Na visão da advogada especialista em Direito Médico e da Saúude, Sandra Franco, sócia da SFranco Consultoria, o médico deve respeitar o direito de sigilo do paciente e não pode ultrapassar determinados limites legais. "Não é demais dizer que, ao desrespeitar o sigilo da paciente que realizou o aborto, o médico expôs sua paciente a um processo-crime. Muitos argumentam que é inadmissível que a mulher não seja punida ao cometer o crime de abortar. No entanto, não caberá ao médico esse ônus de fazer a justiça.

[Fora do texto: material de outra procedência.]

use chrono::{DateTime, Utc};

use super::interval::HierarchyNode;
use crate::domain::TakenAtRange;

/// An item hung somewhere in the tree, carrying an optional timestamp.
pub trait Aggregatable {
    /// The `left` bound of the album that owns this item.
    fn position(&self) -> u64;
    fn timestamp(&self) -> Option<DateTime<Utc>>;
}

impl<T: Aggregatable + ?Sized> Aggregatable for &T {
    fn position(&self) -> u64 {
        (**self).position()
    }

    fn timestamp(&self) -> Option<DateTime<Utc>> {
        (**self).timestamp()
    }
}

/// Earliest and latest timestamp of the items inside `node`'s subtree range.
/// Items without a timestamp are skipped.
pub fn min_max_under<N, I>(node: &N, items: I) -> TakenAtRange
where
    N: HierarchyNode + ?Sized,
    I: IntoIterator,
    I::Item: Aggregatable,
{
    let range = node.subtree_range();
    items
        .into_iter()
        .filter(|item| range.covers_position(item.position()))
        .filter_map(|item| item.timestamp())
        .fold(TakenAtRange::default(), |acc, ts| TakenAtRange {
            min: Some(acc.min.map_or(ts, |min| min.min(ts))),
            max: Some(acc.max.map_or(ts, |max| max.max(ts))),
        })
}
use crate::domain::AlbumId;

#[derive(Debug, thiserror::Error)]
pub enum Error {
    #[error("database error: {0}")]
    Database(#[from] rusqlite::Error),

    #[error("IO error: {0}")]
    Io(#[from] std::io::Error),

    #[error("config error: {0}")]
    Config(#[from] toml::de::Error),

    #[error("album not found: {0}")]
    NotFound(AlbumId),

    #[error("photo not found: {0}")]
    PhotoNotFound(i64),

    #[error("cannot move album {album} under {new_parent}: it would become its own ancestor")]
    Cycle { album: AlbumId, new_parent: AlbumId },

    #[error("album {album} points to missing parent {missing_parent}")]
    BrokenChain {
        album: AlbumId,
        missing_parent: AlbumId,
    },

    #[error("album tree is inconsistent: {0}")]
    ConsistencyViolation(String),

    #[error("album title must not be empty")]
    EmptyTitle,

    #[error("unsupported catalog schema version {0}")]
    UnsupportedSchema(i32),
}

pub type Result<T> = std::result::Result<T, Error>;
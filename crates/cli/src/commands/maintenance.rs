use albumtree_core::Gallery;
use anyhow::{bail, Result};

pub fn check(gallery: &Gallery) -> Result<()> {
    let errors = gallery.check()?;
    if !errors.is_broken() {
        println!("Album tree OK.");
        return Ok(());
    }

    println!("Album tree has {} problems:", errors.total());
    println!("  Odd bounds:       {}", errors.oddness);
    println!("  Duplicate bounds: {}", errors.duplicates);
    println!("  Wrong parent:     {}", errors.wrong_parent);
    println!("  Missing parent:   {}", errors.missing_parent);
    println!("  Overlaps:         {}", errors.overlaps);
    bail!("run `albumtree fix` to rebuild the bounds")
}

pub fn fix(gallery: &mut Gallery) -> Result<()> {
    let renumbered = gallery.fix()?;
    if renumbered == 0 {
        println!("Album tree already consistent.");
    } else {
        println!("Renumbered {renumbered} albums.");
    }
    Ok(())
}
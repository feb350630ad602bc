//! Placeholder substitution over template bodies.
//!
//! Walks nested objects (not arrays — template bodies keep arrays as
//! static structure) and rewrites `{{name}}` occurrences in string leaves
//! from the merged variable set. Unknown placeholders are left verbatim.

use agui_core::config::MAX_TEMPLATE_DEPTH;
use serde_json::{Map, Value};

/// Substitute placeholders throughout an object body, in place.
pub fn substitute_object(body: &mut Map<String, Value>, vars: &Map<String, Value>) {
    substitute_at_depth(body, vars, 0);
}

fn substitute_at_depth(body: &mut Map<String, Value>, vars: &Map<String, Value>, depth: usize) {
    // Recursion bound: structures deeper than the guard are left untouched
    // below it. Registerable templates make the body shape caller-controlled.
    if depth >= MAX_TEMPLATE_DEPTH {
        return;
    }
    for (_, value) in body.iter_mut() {
        match value {
            Value::String(s) => {
                if let Some(replacement) = substitute_string(s, vars) {
                    *value = replacement;
                }
            }
            Value::Object(nested) => substitute_at_depth(nested, vars, depth + 1),
            _ => {}
        }
    }
}

/// Resolve one string leaf. Returns `None` when nothing changed.
///
/// A leaf that is exactly one placeholder (`"{{agents_data}}"`) whose
/// variable is a non-string JSON value is spliced as that value, preserving
/// structure — this is how flows embed provider payloads under `data` keys.
/// Everywhere else substitution is textual.
fn substitute_string(s: &str, vars: &Map<String, Value>) -> Option<Value> {
    if let Some(name) = whole_placeholder(s) {
        if let Some(value) = vars.get(name) {
            return Some(match value {
                Value::String(text) => Value::String(text.clone()),
                other => other.clone(),
            });
        }
        return None;
    }

    let mut out = String::with_capacity(s.len());
    let mut rest = s;
    let mut changed = false;
    while let Some(start) = rest.find("{{") {
        let after = &rest[start + 2..];
        let Some(end) = after.find("}}") else {
            break;
        };
        let name = &after[..end];
        out.push_str(&rest[..start]);
        match vars.get(name) {
            Some(value) => {
                out.push_str(&value_as_text(value));
                changed = true;
            }
            // unresolved placeholders stay verbatim — explicit non-failure
            None => {
                out.push_str(&rest[start..start + 2 + end + 2]);
            }
        }
        rest = &after[end + 2..];
    }
    if !changed {
        return None;
    }
    out.push_str(rest);
    Some(Value::String(out))
}

/// `Some(name)` when the whole string is a single `{{name}}` marker.
fn whole_placeholder(s: &str) -> Option<&str> {
    let inner = s.strip_prefix("{{")?.strip_suffix("}}")?;
    if inner.contains("{{") || inner.contains("}}") {
        return None;
    }
    Some(inner)
}

/// Textual form of a variable for inline substitution.
fn value_as_text(value: &Value) -> String {
    match value {
        Value::String(s) => s.clone(),
        other => other.to_string(),
    }
}

#[cfg(test)]
mod tests {
    use super::*;
    use serde_json::json;

    fn vars(pairs: &[(&str, Value)]) -> Map<String, Value> {
        pairs
            .iter()
            .map(|(k, v)| (k.to_string(), v.clone()))
            .collect()
    }

    #[test]
    fn inline_substitution() {
        let mut body = json!({"text": "Hi {{name}}, welcome to {{place}}"})
            .as_object()
            .cloned()
            .unwrap();
        substitute_object(&mut body, &vars(&[("name", json!("Ann")), ("place", json!("AG-UI"))]));
        assert_eq!(body["text"], "Hi Ann, welcome to AG-UI");
    }

    #[test]
    fn missing_placeholder_stays_verbatim() {
        let mut body = json!({"text": "Hi {{name}}"}).as_object().cloned().unwrap();
        substitute_object(&mut body, &Map::new());
        assert_eq!(body["text"], "Hi {{name}}");
    }

    #[test]
    fn mixed_resolved_and_missing() {
        let mut body = json!({"text": "{{greeting}}, {{name}}!"})
            .as_object()
            .cloned()
            .unwrap();
        substitute_object(&mut body, &vars(&[("greeting", json!("Hello"))]));
        assert_eq!(body["text"], "Hello, {{name}}!");
    }

    #[test]
    fn whole_placeholder_splices_structured_value() {
        let mut body = json!({"data": {"agents": "{{agents_data}}"}})
            .as_object()
            .cloned()
            .unwrap();
        let agents = json!([{"id": "a1"}, {"id": "a2"}]);
        substitute_object(&mut body, &vars(&[("agents_data", agents.clone())]));
        assert_eq!(body["data"]["agents"], agents);
    }

    #[test]
    fn inline_non_string_variable_is_stringified() {
        let mut body = json!({"text": "count: {{n}}"}).as_object().cloned().unwrap();
        substitute_object(&mut body, &vars(&[("n", json!(3))]));
        assert_eq!(body["text"], "count: 3");
    }

    #[test]
    fn arrays_are_not_walked() {
        let mut body = json!({"choices": ["{{a}}", "{{b}}"]})
            .as_object()
            .cloned()
            .unwrap();
        substitute_object(&mut body, &vars(&[("a", json!("x"))]));
        assert_eq!(body["choices"], json!(["{{a}}", "{{b}}"]));
    }

    #[test]
    fn nested_objects_are_walked() {
        let mut body = json!({"outer": {"inner": {"text": "{{v}}"}}})
            .as_object()
            .cloned()
            .unwrap();
        substitute_object(&mut body, &vars(&[("v", json!("deep"))]));
        assert_eq!(body["outer"]["inner"]["text"], "deep");
    }

    #[test]
    fn depth_guard_stops_pathological_nesting() {
        // leaf object ends up exactly at the guard depth
        let mut value = json!({"text": "{{v}}"});
        for _ in 0..MAX_TEMPLATE_DEPTH {
            value = json!({"next": value});
        }
        let mut body = value.as_object().cloned().unwrap();
        substitute_object(&mut body, &vars(&[("v", json!("resolved"))]));

        // the leaf at the guard must remain untouched
        let mut cursor = &body["next"];
        for _ in 0..MAX_TEMPLATE_DEPTH - 1 {
            cursor = &cursor["next"];
        }
        assert_eq!(cursor["text"], "{{v}}");
    }

    #[test]
    fn unterminated_marker_is_left_alone() {
        let mut body = json!({"text": "Hi {{name"}).as_object().cloned().unwrap();
        substitute_object(&mut body, &vars(&[("name", json!("Ann"))]));
        assert_eq!(body["text"], "Hi {{name");
    }
}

Isso porque, ao contrário de colaborar para a justiça social, o profissional que quebra o sigilo da paciente para dar a notícia do crime de aborto acaba por desestimular outras mulheres em iguais condições a procurarem os serviços de saúde. Ao médico é permitido alegar objeção de consciência quando não concorda com determinado procedimento por razões pessoais. Tal recusa, desde que haja outro profissional a atender, já deveria bastar ao profissional que é contra a prática do aborto, ou seja, o médico respeitaria a autonomia da mulher e estaria respeitando suas convicções", avalia.

Para Sandra Franco: "No âmbito legal, há proteção do Estado ao direito de o cidadão decidir quem poderá conhecer certos aspectos de sua vida: o direito à intimidade e a vida privada. Assim, quando o paciente permite ao médico adentrar nesse campo, surge para o profissional um dever de inviolabilidade às informações que com ele foram compartilhadas, única e exclusivamente, em razão de sua profissão. Nessa esfera da intimidade, quem tem ingerência é o dono das informações – ou assim deveria ser. Há garantia expressa a esse direito na Constituição Federal, no Código Penal, de Processo Penal, no Código Civil, de Processo Civil e no Código de Ética Médica, entre outros diplomas legais. Como regra, a legislação determina que somente a autorização expressa do paciente não trará prejuízo de qualquer ordem ao médico quando da quebra do sigilo", explica.